Conscients que la nature offre tout ce dont ils ont besoin pour isoler, décorer, se protéger, etc. le couple nous explique que l’isolation du logement a été faite à partir de fibre de bois et chanvre, les peintures sont de nature végétale, les matelas fournis en laine bretonne provenant d’une ferme locale. Leur énergie est générée par leurs propres panneaux photovoltaïques et leur source de chaleur provient de leur propre poêle à bois. 

Ainsi, comme le couple l’explique très clairement, la création de l'écolieu est passée par plusieurs étapes au travers de la démarche permaculturelle qui consiste à créer un éco-système diversifié où s'entremêlent et inter-agissent humains, bâtiments et végétaux.

Parents de trois enfants, Grégory et Sylvaine ont abordé la question de l’éducation en s’inspirant des principes permacoles. La priorité est laissée à l’éveil et la découverte en famille, au partage quotidien des tâches qui incombent à chacune et chacun, à hauteur de ce qu’il peut apporter.  L’enseignement à la maison est assuré par Grégory et Sylvaine qui apprennent à leurs enfants les matières classiques mais aussi celles que l’on retrouve rarement sur les bancs de l’école : la sensibilité à la beauté de la nature, l’écoute de ses émotions et la compréhension du monde qui nous entoure. Il s’agit ici d’un apprentissage “en faisant” orienté autour de créativité propre à chacun des enfants. 

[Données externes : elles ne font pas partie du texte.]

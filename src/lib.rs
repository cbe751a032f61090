//! Patternbase - vector-backed pattern knowledge base
//!
//! Turns text and code into embeddings, stores and searches them in an
//! external vector index, and keeps callers working through index outages
//! with layered caching and degraded-mode reads.
//!
//! # Architecture
//!
//! This crate follows Clean Architecture / Hexagonal Architecture principles:
//!
//! - **Domain Layer** (`domain`): Models, errors and port traits
//! - **Adapters** (`adapters`): Remote embedding providers and caching decorators
//! - **Infrastructure Layer** (`infrastructure`): Config, logging, cache tiers, vector index clients
//! - **Service Layer** (`services`): Knowledge base and component lifecycle
//! - **Application Layer** (`application`): Runtime assembly
//! - **CLI Layer** (`cli`): Operator command-line interface
//!
//! # Example
//!
//! ```ignore
//! use patternbase::{ConfigLoader, KnowledgeRuntime};
//!
//! #[tokio::main]
//! async fn main() -> anyhow::Result<()> {
//!     let runtime = KnowledgeRuntime::start(ConfigLoader::load()?).await?;
//!     let hits = runtime
//!         .knowledge_base()
//!         .search("retrying failed operations", None, Some(5), None)
//!         .await?;
//!     println!("{} hits", hits.len());
//!     runtime.shutdown().await?;
//!     Ok(())
//! }
//! ```

pub mod adapters;
pub mod application;
pub mod cli;
pub mod domain;
pub mod infrastructure;
pub mod services;

// Re-export commonly used types for convenience
pub use application::KnowledgeRuntime;
pub use domain::errors::{KnowledgeError, KnowledgeResult};
pub use domain::models::{
    Config, Filter, Metadata, MetadataValue, Pattern, RangeBounds, SearchResponse, SearchResult,
};
pub use domain::ports::{EmbeddingProvider, VectorIndex};
pub use infrastructure::config::{ConfigError, ConfigLoader};
pub use services::{KnowledgeBase, PatternUpdate, SearchRequest};
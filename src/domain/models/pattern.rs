//! Pattern domain model
//!
//! A pattern is a unit of reusable knowledge: source text, its embedding and
//! a schema-free metadata map. Patterns are persisted only in the vector
//! index; the text and timestamps travel in the point payload under reserved
//! keys so the knowledge base owns no storage of its own.

use std::collections::BTreeMap;

use chrono::{DateTime, Utc};
use serde::{Deserialize, Serialize};

use crate::domain::errors::{KnowledgeError, KnowledgeResult};
use crate::domain::models::IndexPoint;

/// Prefix reserved for keys the knowledge base writes into point payloads.
pub const RESERVED_PREFIX: &str = "_kb_";

const TEXT_KEY: &str = "_kb_text";
const CREATED_AT_KEY: &str = "_kb_created_at";
const UPDATED_AT_KEY: &str = "_kb_updated_at";

/// A metadata value: scalar or array of values.
///
/// Serialized as plain JSON (untagged) so payloads stay readable by any
/// client of the vector index.
#[derive(Debug, Clone, PartialEq, Serialize, Deserialize)]
#[serde(untagged)]
pub enum MetadataValue {
    Null,
    Bool(bool),
    Int(i64),
    Float(f64),
    String(String),
    Array(Vec<MetadataValue>),
}

impl MetadataValue {
    /// Numeric view of the value, if it is a number.
    pub fn as_f64(&self) -> Option<f64> {
        match self {
            Self::Int(v) => Some(*v as f64),
            Self::Float(v) => Some(*v),
            _ => None,
        }
    }

    pub fn as_str(&self) -> Option<&str> {
        match self {
            Self::String(s) => Some(s),
            _ => None,
        }
    }

    /// Scalar equality, treating `Int(3)` and `Float(3.0)` as equal.
    pub fn scalar_eq(&self, other: &Self) -> bool {
        match (self.as_f64(), other.as_f64()) {
            (Some(a), Some(b)) => a == b,
            _ => self == other,
        }
    }
}

impl From<&str> for MetadataValue {
    fn from(value: &str) -> Self {
        Self::String(value.to_string())
    }
}

impl From<String> for MetadataValue {
    fn from(value: String) -> Self {
        Self::String(value)
    }
}

impl From<bool> for MetadataValue {
    fn from(value: bool) -> Self {
        Self::Bool(value)
    }
}

impl From<i64> for MetadataValue {
    fn from(value: i64) -> Self {
        Self::Int(value)
    }
}

impl From<f64> for MetadataValue {
    fn from(value: f64) -> Self {
        Self::Float(value)
    }
}

impl<T: Into<Self>> From<Vec<T>> for MetadataValue {
    fn from(values: Vec<T>) -> Self {
        Self::Array(values.into_iter().map(Into::into).collect())
    }
}

/// Schema-free metadata map. Ordered so payload serialization is stable.
pub type Metadata = BTreeMap<String, MetadataValue>;

/// Reject user metadata that collides with reserved payload keys.
pub fn validate_metadata(metadata: &Metadata) -> KnowledgeResult<()> {
    for key in metadata.keys() {
        if key.is_empty() {
            return Err(KnowledgeError::ValidationFailed(
                "metadata keys cannot be empty".to_string(),
            ));
        }
        if key.starts_with(RESERVED_PREFIX) {
            return Err(KnowledgeError::ValidationFailed(format!(
                "metadata key '{key}' uses reserved prefix '{RESERVED_PREFIX}'"
            )));
        }
    }
    Ok(())
}

/// A stored knowledge unit.
#[derive(Debug, Clone, PartialEq, Serialize, Deserialize)]
pub struct Pattern {
    pub id: String,
    pub text: String,
    pub embedding: Vec<f32>,
    #[serde(default)]
    pub metadata: Metadata,
    pub created_at: DateTime<Utc>,
    pub updated_at: DateTime<Utc>,
}

impl Pattern {
    /// Create a new pattern with a fresh id.
    pub fn new(text: impl Into<String>, embedding: Vec<f32>, metadata: Metadata) -> Self {
        let now = Utc::now();
        Self {
            id: uuid::Uuid::new_v4().to_string(),
            text: text.into(),
            embedding,
            metadata,
            created_at: now,
            updated_at: now,
        }
    }

    /// Payload written to the index: user metadata plus reserved fields.
    pub fn to_payload(&self) -> Metadata {
        let mut payload = self.metadata.clone();
        payload.insert(TEXT_KEY.to_string(), self.text.clone().into());
        payload.insert(
            CREATED_AT_KEY.to_string(),
            self.created_at.to_rfc3339().into(),
        );
        payload.insert(
            UPDATED_AT_KEY.to_string(),
            self.updated_at.to_rfc3339().into(),
        );
        payload
    }

    pub fn to_point(&self) -> IndexPoint {
        IndexPoint {
            id: self.id.clone(),
            vector: self.embedding.clone(),
            payload: self.to_payload(),
        }
    }

    /// Rebuild a pattern from a stored index point.
    pub fn from_point(point: IndexPoint) -> KnowledgeResult<Self> {
        let IndexPoint {
            id,
            vector,
            payload,
        } = point;
        let (metadata, reserved) = split_payload(payload);

        let text = reserved
            .get(TEXT_KEY)
            .and_then(MetadataValue::as_str)
            .ok_or_else(|| {
                KnowledgeError::Serialization(format!("point {id} has no pattern text"))
            })?
            .to_string();
        let created_at = parse_timestamp(&reserved, CREATED_AT_KEY, &id)?;
        let updated_at = parse_timestamp(&reserved, UPDATED_AT_KEY, &id)?;

        Ok(Self {
            id,
            text,
            embedding: vector,
            metadata,
            created_at,
            updated_at,
        })
    }
}

/// Split a payload into (user metadata, reserved fields).
pub fn split_payload(payload: Metadata) -> (Metadata, Metadata) {
    payload
        .into_iter()
        .partition(|(key, _)| !key.starts_with(RESERVED_PREFIX))
}

/// Pattern text carried by a payload, if any.
pub fn payload_text(payload: &Metadata) -> Option<&str> {
    payload.get(TEXT_KEY).and_then(MetadataValue::as_str)
}

fn parse_timestamp(reserved: &Metadata, key: &str, id: &str) -> KnowledgeResult<DateTime<Utc>> {
    let raw = reserved
        .get(key)
        .and_then(MetadataValue::as_str)
        .ok_or_else(|| KnowledgeError::Serialization(format!("point {id} is missing {key}")))?;
    DateTime::parse_from_rfc3339(raw)
        .map(|ts| ts.with_timezone(&Utc))
        .map_err(|e| KnowledgeError::Serialization(format!("point {id} has invalid {key}: {e}")))
}
//! patternbase CLI entry point.

use clap::Parser;

use patternbase::cli::{commands, handle_error, Cli};
use patternbase::infrastructure::logging::{LogConfig, LoggerImpl};

#[tokio::main]
async fn main() {
    let cli = Cli::parse();
    let json = cli.json;

    let config = match commands::load_config(&cli) {
        Ok(config) => config,
        Err(err) => handle_error(err, json),
    };

    let _logger = match LoggerImpl::init(&LogConfig::from(&config.logging)) {
        Ok(logger) => logger,
        Err(err) => handle_error(err, json),
    };

    if let Err(err) = commands::execute(cli, config).await {
        handle_error(err, json);
    }
}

Pour ce qui est de la santé, ils se sont naturellement tournés vers les plantes et la médecine holistique (aromathérapie, phytothérapie, homéopathie, naturopathie).

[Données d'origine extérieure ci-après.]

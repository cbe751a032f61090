//! Logging infrastructure
//!
//! Structured logging using tracing and tracing-subscriber:
//! - JSON or compact console output on stderr
//! - Optional rolling JSON log files via tracing-appender

pub mod config;
pub mod logger;

pub use config::{LogConfig, LogFormat, RotationPolicy};
pub use logger::LoggerImpl;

Cultiver l’art de transmettre et partager 

Si la permaculture est souvent associée à une recherche d’autosuffisance totale, Grégory et Sylvaine, nous expliquent que ce schéma va à l’encontre d’une approche permacole qui incite au contraire, à l’échange et aux collaborations multiples. 

Depuis notre arrivée sur le territoire en 2011, nous avons toujours eu à cœur de participer à une dynamique collective locale autour des alternatives et de la transition écologique

Soucieux de partager et transmettre leur expérience et savoirs acquis au gré de ces dernières années, La Pâture es Chênes propose d’accompagner et former aux principes de la permaculture à travers l’organisation de stages, formations et missions de conseil que le couple assure tout au long de l’année. La mutualisation des compétences et connaissances semble être la voie logique vers l’essaimage de modèles permacoles construits autour de valeurs éthiques et engagées. 

L’illustration inspirante d’une famille en transition, qui cultive l’art d’être et de vivre en cohérence avec le monde qui nous entoure.